The toxicity bioassay of Bt-Cry1Ab, Vip3Aa, and their complex proteins, as well as field trial of Bt-(Cry1Ab+Vip3Aa) maize, show that Bt-(Cry1Ab+Vip3Aa) maize has high potential for controlling P. gularis, providing theoretical guidance for the popularization and application of Bt maize to manage storage insect pests.

5. Materials and Methods

5.1. Collection and Rearing of P. gularis

The P. gularis population used in the experiment was collected from Baozang Town, Jiangcheng County, Pu’er City, Yunnan Province (22°40′55.82″ N, 101°38′51.44″ E). Adults were trapped using a vertical searching light trap equipped with a 1000 W metal–halide lamp (Modle JLZ1000BT, Shanghai Yaming Lighting Co., Shanghai, China) and brought back to the indoor area then placed in a transparent round plastic box (diameter 20 cm, height 10 cm). A cotton ball soaked in 10% honey water was placed in the bottom of the box as a food source, and a layer of medical gauze was placed on the top to facilitate the collection of adult eggs. The following day, the gauze containing the eggs was cut and placed in a 50 mL centrifuge tube until the eggs hatched, and absorbent cotton moistened with clean water was placed in the mouth of the centrifuge tube to moisturize it. Within 12 h after hatching, larvae were selected for bioassay experiments. All larvae and adults were reared in an insect rearing room at 26 ± 1 °C, 60% ± 10% relative humidity, and a 16:8 h light/dark cycle.

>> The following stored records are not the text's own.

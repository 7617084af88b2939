//! The fixed reference palette used for re-encoding.
//!
//! A single well-known 256-entry table (the 6x6x6 web-safe color cube padded
//! with a 40-step gray ramp) is shared by every frame. Per-frame color
//! fidelity is traded for simplicity and deterministic, fast encoding; this
//! is deliberately not an adaptive quantizer.

pub const PALETTE_LEN: usize = 256;

/// Number of entries in the web-safe cube portion of the table.
const CUBE_LEN: usize = 6 * 6 * 6;

pub fn reference_palette() -> [[u8; 3]; PALETTE_LEN] {
    let mut table = [[0u8; 3]; PALETTE_LEN];
    let mut i = 0;
    for r in 0..6u16 {
        for g in 0..6u16 {
            for b in 0..6u16 {
                table[i] = [(r * 51) as u8, (g * 51) as u8, (b * 51) as u8];
                i += 1;
            }
        }
    }
    for k in 0..(PALETTE_LEN - CUBE_LEN) as u16 {
        let v = (k * 255 / 39) as u8;
        table[i] = [v, v, v];
        i += 1;
    }
    table
}

/// The same table flattened to the RGB byte layout GIF color tables use.
pub fn reference_palette_rgb() -> Vec<u8> {
    reference_palette().iter().flatten().copied().collect()
}

/// Nearest palette entry by squared distance. Ties break toward the lower
/// index, so lookup order is part of the encoding contract.
pub fn nearest_index(table: &[[u8; 3]; PALETTE_LEN], rgb: [u8; 3]) -> u8 {
    let mut best = 0usize;
    let mut best_dist = u32::MAX;
    for (i, entry) in table.iter().enumerate() {
        let dist = dist2(*entry, rgb);
        if dist < best_dist {
            best_dist = dist;
            best = i;
            if dist == 0 {
                break;
            }
        }
    }
    best as u8
}

fn dist2(a: [u8; 3], b: [u8; 3]) -> u32 {
    let dr = i32::from(a[0]) - i32::from(b[0]);
    let dg = i32::from(a[1]) - i32::from(b[1]);
    let db = i32::from(a[2]) - i32::from(b[2]);
    (dr * dr + dg * dg + db * db) as u32
}
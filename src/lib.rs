#![forbid(unsafe_code)]

//! Decompose an animated GIF into fully composited frames, optionally burn a
//! text label onto them, and re-encode the result against a fixed 256-color
//! palette.

pub mod accumulate;
pub mod composite;
pub mod decode;
pub mod encode;
pub mod error;
pub mod frame;
pub mod label;
pub mod palette;
pub mod pipeline;

pub use accumulate::accumulate;
pub use decode::{Animation, decode_animation, decode_animation_bytes, decode_still};
pub use encode::{encode_gif, encode_gif_to_path};
pub use error::{GifsmithError, GifsmithResult};
pub use frame::{CanvasBounds, ComposedFrame, DeltaRect, FrameDelta};
pub use label::{LabelCompositor, LabelStyle};
pub use pipeline::{LabelFrames, LabelSpec, PipelineOptions, PipelineReport, run, run_still};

5.2. Determination of the Susceptibility of P. gularis to Bt Insecticidal Proteins

Cry1Ab and Vip3Aa and two complex proteins were derived from the leaves of Bt-Cry1Ab insect-resistant maize (“DBN9936” event), Bt-Vip3Aa insect-resistant maize (“DBN9501” event), Bt-(Cry1Ab+Vip3Aa) insect-resistant maize (“DBN3601T” event), and Bt-(Cry1Ab+Vip3Aa) insect-resistant maize (“Bt11” event × “MIR162” event), respectively. The source of the four transgenic insect-resistant maize varieties, the production method of Bt insecticidal proteins, and the expression content of different Bt insecticidal proteins were referred to in the study by Wang et al. [35].
Dilution of Bt insecticidal proteins expressed in leaves of different transgenic maize was performed with an artificial diet based on maize powders and soybean powders [46]. The concentrations of each Bt insecticidal protein dilution were as follows: 0.0957, 0.1914, 0.3827, 0.7654, and 1.5308 µg/g DBNCry1Ab; 0.0254, 0.0508, 0.1016, 0.2032, and 0.4064 µg/g DBNVip3Aa; 0.1016, 0.2032, 0.4065, 0.8129, and 1.6258 µg/g DBN Cry1Ab+Vip3Aa; 0.1393, 0.2787, 0.5574, 1.1147, and 2.2294 µg/g Syngenta Cry1Ab+Vip3Aa (µg/g: µg of Bt insecticidal protein per g of artificial diet). The appropriate level of conventional maize leaf lyophilized powder mixed with the artificial diet was used as a reference. The diluted artificial diet was evenly divided into 24-well plates (about 0.5g per well) and then 1 neonate larva was randomly accessed per well, 24 neonate larvae represented 1 replicate, and 3 replicates were set up for a total of 72 neonate larvae per concentration. Then, samples were placed in environmental conditions at 26 ± 1 °C, 60% ± 10% relative humidity, and a 16:8 h light/dark cycle. The survival of the larvae was checked after 14 days. The larvae were lightly touched with a brush, and those that could not crawl normally were regarded as dead. Each larva in control and treatment groups was weighed individually after 14 days. Then the mortality, corrected mortality, and growth inhibitory rate were calculated. In calculating the growth inhibitory rate, the idea was to weigh all larvae (dead and alive). Since the 1st instar larva was too small to weigh, and its weight was negligible compared to the weight after 14 days, we treated the weight of 1st instar larvae as 0, and the actual weight measured was the weight increase. As some larvae died at the 1st instar, we weighed the larvae that were alive. During the experiment, diets of the same composition were added or replaced on time, depending on the freshness of the diets and their consumption by feeding.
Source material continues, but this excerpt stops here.